# Bacon Wrapped Brat Fattie (Q-VIEW THICK)



## terry colwell (Aug 25, 2011)

Well it has been a while since I posted any Qviews, Always seem to miss the money shot. But this one I got from start to finish...

 Had a package of Johnsonville *Brats in the frig and decided to try it in a Fattie*>
	

		
			
		

		
	














Took them out of the casing and rolled them flat,, Now for the goodies






	

		
			
		

		
	
Red Peppers,Yellow Peppers Onion, And Some good Swiss Cheese






	

		
			
		

		
	
Forgot to get a pic of the weave....







All rolled up and SOOO much closer to the grill







And after a few hours...







It was cooked at 300  for around two hours. I like how crispy the Bacon got. Oh ya, this was smoked with Hickory and the outside was covered in Cajun Blacking Spice.







 And one pic that Kinda looks like a smiley face...lol







 I have to say that this was the Best Tasting one I have done so far.

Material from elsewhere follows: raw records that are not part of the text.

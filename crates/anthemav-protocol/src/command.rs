//! Outgoing command encoder.
//!
//! A [`Command`] is a semantic operation; [`Command::encode`] validates it and
//! produces the wire text without the terminator. Nothing is written for a
//! command that fails to encode.

use std::fmt;
use std::str::FromStr;

use anthemav_core::tables::{self, LISTENING_MODES};
use anthemav_core::volume::{clamp_db, percentage_to_db};

use crate::MAX_LINE_LENGTH;
use crate::error::EncodeError;
use crate::framing::TERMINATOR;
use crate::keys::{INPUT_COUNT, SYSTEM_MODEL, ZoneKey};

/// Highest zone number accepted by the encoder.
pub const MAX_ZONE: u8 = 3;

/// Highest input number accepted by the encoder.
pub const MAX_INPUT: u32 = 99;

/// Up/down step direction.
#[derive(Debug, Clone, Copy, PartialEq, Eq)]
pub enum Direction {
    Up,
    Down,
}

/// Tone control band.
#[derive(Debug, Clone, Copy, PartialEq, Eq)]
pub enum ToneControl {
    Bass,
    Treble,
}

impl ToneControl {
    fn code(self) -> u32 {
        match self {
            Self::Bass => 0,
            Self::Treble => 1,
        }
    }
}

/// Balance step direction.
#[derive(Debug, Clone, Copy, PartialEq, Eq)]
pub enum Balance {
    Left,
    Right,
}

/// Dolby dynamic range setting.
#[derive(Debug, Clone, Copy, PartialEq, Eq)]
pub enum DynamicRange {
    Normal,
    Reduced,
    LateNight,
}

impl DynamicRange {
    fn code(self) -> u32 {
        match self {
            Self::Normal => 0,
            Self::Reduced => 1,
            Self::LateNight => 2,
        }
    }
}

impl FromStr for DynamicRange {
    type Err = EncodeError;

    fn from_str(s: &str) -> Result<Self, Self::Err> {
        match tables::dynamic_range_number(s) {
            Some(0) => Ok(Self::Normal),
            Some(1) => Ok(Self::Reduced),
            Some(2) => Ok(Self::LateNight),
            _ => Err(EncodeError::UnknownDynamicRange(s.to_string())),
        }
    }
}

/// A command understood by the receiver.
#[derive(Debug, Clone, PartialEq)]
pub enum Command {
    PowerOn { zone: u8 },
    PowerOff { zone: u8 },
    /// Absolute volume; clamped to `[-90, 0]` when encoded.
    SetVolume { zone: u8, db: i32 },
    VolumeUp { zone: u8 },
    VolumeDown { zone: u8 },
    SetMute { zone: u8, muted: bool },
    SelectInput { zone: u8, input: u32 },
    ListeningMode { zone: u8, mode: u32 },
    AudioMode { zone: u8, direction: Direction },
    Tone {
        zone: u8,
        control: ToneControl,
        direction: Direction,
    },
    Balance { zone: u8, direction: Balance },
    DynamicRange { zone: u8, setting: DynamicRange },
    CenterSpread { zone: u8, enabled: bool },
    /// Speaker level step, channel given by name (e.g. `"Center"`).
    SpeakerLevel {
        zone: u8,
        channel: String,
        direction: Direction,
    },
    QueryModel,
    QueryInputCount,
    QueryInputName { input: u32 },
    QueryZone { zone: u8, key: ZoneKey },
    /// Passed through verbatim.
    Raw(String),
}

impl Command {
    /// Volume command from a 0-100 percentage.
    pub fn set_volume_percent(zone: u8, pct: f64) -> Self {
        Self::SetVolume {
            zone,
            db: percentage_to_db(pct),
        }
    }

    /// Listening mode command from its friendly name.
    pub fn listening_mode_by_name(zone: u8, name: &str) -> Result<Self, EncodeError> {
        let mode = tables::listening_mode_number(name)
            .ok_or_else(|| EncodeError::UnknownListeningMode(name.to_string()))?;
        Ok(Self::ListeningMode { zone, mode })
    }

    /// Zone this command addresses, if any.
    pub fn zone(&self) -> Option<u8> {
        match self {
            Self::PowerOn { zone }
            | Self::PowerOff { zone }
            | Self::SetVolume { zone, .. }
            | Self::VolumeUp { zone }
            | Self::VolumeDown { zone }
            | Self::SetMute { zone, .. }
            | Self::SelectInput { zone, .. }
            | Self::ListeningMode { zone, .. }
            | Self::AudioMode { zone, .. }
            | Self::Tone { zone, .. }
            | Self::Balance { zone, .. }
            | Self::DynamicRange { zone, .. }
            | Self::CenterSpread { zone, .. }
            | Self::SpeakerLevel { zone, .. }
            | Self::QueryZone { zone, .. } => Some(*zone),
            Self::QueryModel
            | Self::QueryInputCount
            | Self::QueryInputName { .. }
            | Self::Raw(_) => None,
        }
    }

    /// Validates and renders the wire text, without terminator.
    pub fn encode(&self) -> Result<String, EncodeError> {
        if let Some(zone) = self.zone() {
            check_zone(zone)?;
        }

        let text = match self {
            Self::PowerOn { zone } => format!("Z{zone}POW1"),
            Self::PowerOff { zone } => format!("Z{zone}POW0"),
            Self::SetVolume { zone, db } => format!("Z{zone}VOL{}", clamp_db(*db)),
            Self::VolumeUp { zone } => format!("Z{zone}VUP"),
            Self::VolumeDown { zone } => format!("Z{zone}VDN"),
            Self::SetMute { zone, muted } => format!("Z{zone}MUT{}", u8::from(*muted)),
            Self::SelectInput { zone, input } => {
                check_input(*input)?;
                format!("Z{zone}INP{input}")
            }
            Self::ListeningMode { zone, mode } => {
                if *mode as usize >= LISTENING_MODES.len() {
                    return Err(EncodeError::UnknownListeningMode(mode.to_string()));
                }
                format!("Z{zone}ALM{mode}")
            }
            Self::AudioMode { zone, direction } => match direction {
                Direction::Up => format!("Z{zone}AUP"),
                Direction::Down => format!("Z{zone}ADN"),
            },
            Self::Tone {
                zone,
                control,
                direction,
            } => match direction {
                Direction::Up => format!("Z{zone}TUP{}", control.code()),
                Direction::Down => format!("Z{zone}TDN{}", control.code()),
            },
            Self::Balance { zone, direction } => match direction {
                Balance::Left => format!("Z{zone}BLT"),
                Balance::Right => format!("Z{zone}BRT"),
            },
            Self::DynamicRange { zone, setting } => format!("Z{zone}DYN{}", setting.code()),
            Self::CenterSpread { zone, enabled } => format!("Z{zone}DSCS{}", u8::from(*enabled)),
            Self::SpeakerLevel {
                zone,
                channel,
                direction,
            } => {
                let number = tables::speaker_channel_number(channel)
                    .ok_or_else(|| EncodeError::UnknownSpeakerChannel(channel.clone()))?;
                match direction {
                    Direction::Up => format!("Z{zone}LUP{number}"),
                    Direction::Down => format!("Z{zone}LDN{number}"),
                }
            }
            Self::QueryModel => format!("{SYSTEM_MODEL}?"),
            Self::QueryInputCount => format!("{INPUT_COUNT}?"),
            Self::QueryInputName { input } => {
                check_input(*input)?;
                format!("IS{input}IN?")
            }
            Self::QueryZone { zone, key } => format!("Z{zone}{}?", key.as_str()),
            Self::Raw(raw) => {
                let raw = raw.trim();
                if raw.is_empty() || raw.contains([';', '\r', '\n']) {
                    return Err(EncodeError::InvalidCommand(raw.to_string()));
                }
                raw.to_string()
            }
        };

        if text.len() + TERMINATOR.len() > MAX_LINE_LENGTH {
            return Err(EncodeError::InvalidCommand(format!(
                "{} bytes exceeds the {MAX_LINE_LENGTH}-byte line limit",
                text.len()
            )));
        }

        Ok(text)
    }
}

impl fmt::Display for Command {
    fn fmt(&self, f: &mut fmt::Formatter<'_>) -> fmt::Result {
        match self.encode() {
            Ok(text) => f.write_str(&text),
            Err(e) => write!(f, "<{e}>"),
        }
    }
}

/// Status queries for one zone: controllable state, plus sensors on zone 1.
pub fn status_queries(zone: u8) -> Vec<Command> {
    let mut keys = vec![ZoneKey::Power, ZoneKey::Volume, ZoneKey::Mute, ZoneKey::Input];
    if zone == 1 {
        keys.extend(ZoneKey::SENSORS);
    }
    keys.into_iter()
        .map(|key| Command::QueryZone { zone, key })
        .collect()
}

fn check_zone(zone: u8) -> Result<(), EncodeError> {
    if zone == 0 || zone > MAX_ZONE {
        return Err(EncodeError::InvalidZone {
            zone,
            max: MAX_ZONE,
        });
    }
    Ok(())
}

fn check_input(input: u32) -> Result<(), EncodeError> {
    if input == 0 || input > MAX_INPUT {
        return Err(EncodeError::InvalidInput {
            input,
            max: MAX_INPUT,
        });
    }
    Ok(())
}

Hope you all enjoyed it as much as I did.. Think I might have it with some Eggs and Hash Browns for dinner tonight.. Thanks for Looking


----------



## Bearcarver (Aug 25, 2011)

That looks Great, Terry !!!

Bear


----------



## meateater (Aug 25, 2011)

Great looking fatty Terry.


----------



## exhaustedspark (Aug 25, 2011)

Real nice. I like the thinking outside the box. Rolling out the Johnston's is a great idea.







Karl


----------



## boykjo (Aug 25, 2011)

nice................................


----------



## jak757 (Aug 25, 2011)

Tasty looking fattie there.  Love the brat idea!


----------



## venture (Aug 25, 2011)

Looks good from here!

Good luck and good smoking.


----------



## teeznuts (Aug 25, 2011)

I haven't tried a brat fatty yet but I think I need to. Looks delish!


----------



## realtorterry (Aug 25, 2011)

looks good. Nice roll & weave


----------



## terry colwell (Aug 25, 2011)

Thanks Guys,, I have to say,, after sitting a few hours and then having it with my eggs and hash browns and toast was a real treat.. I have to say that the Brat's worked out real well. Thought it might be to greasy but it seemed to need the bacon for the longer cook. Here is a pic of Dinner... ENJOY. i KNOW i DID!!!!!


----------



## roller (Aug 25, 2011)

It all looks just great !!!!!   I could eat that....now !!!!


----------



## SmokinAl (Aug 26, 2011)

Great looking fattie Terry!


----------



## billyj571 (Aug 26, 2011)

Looks good.


----------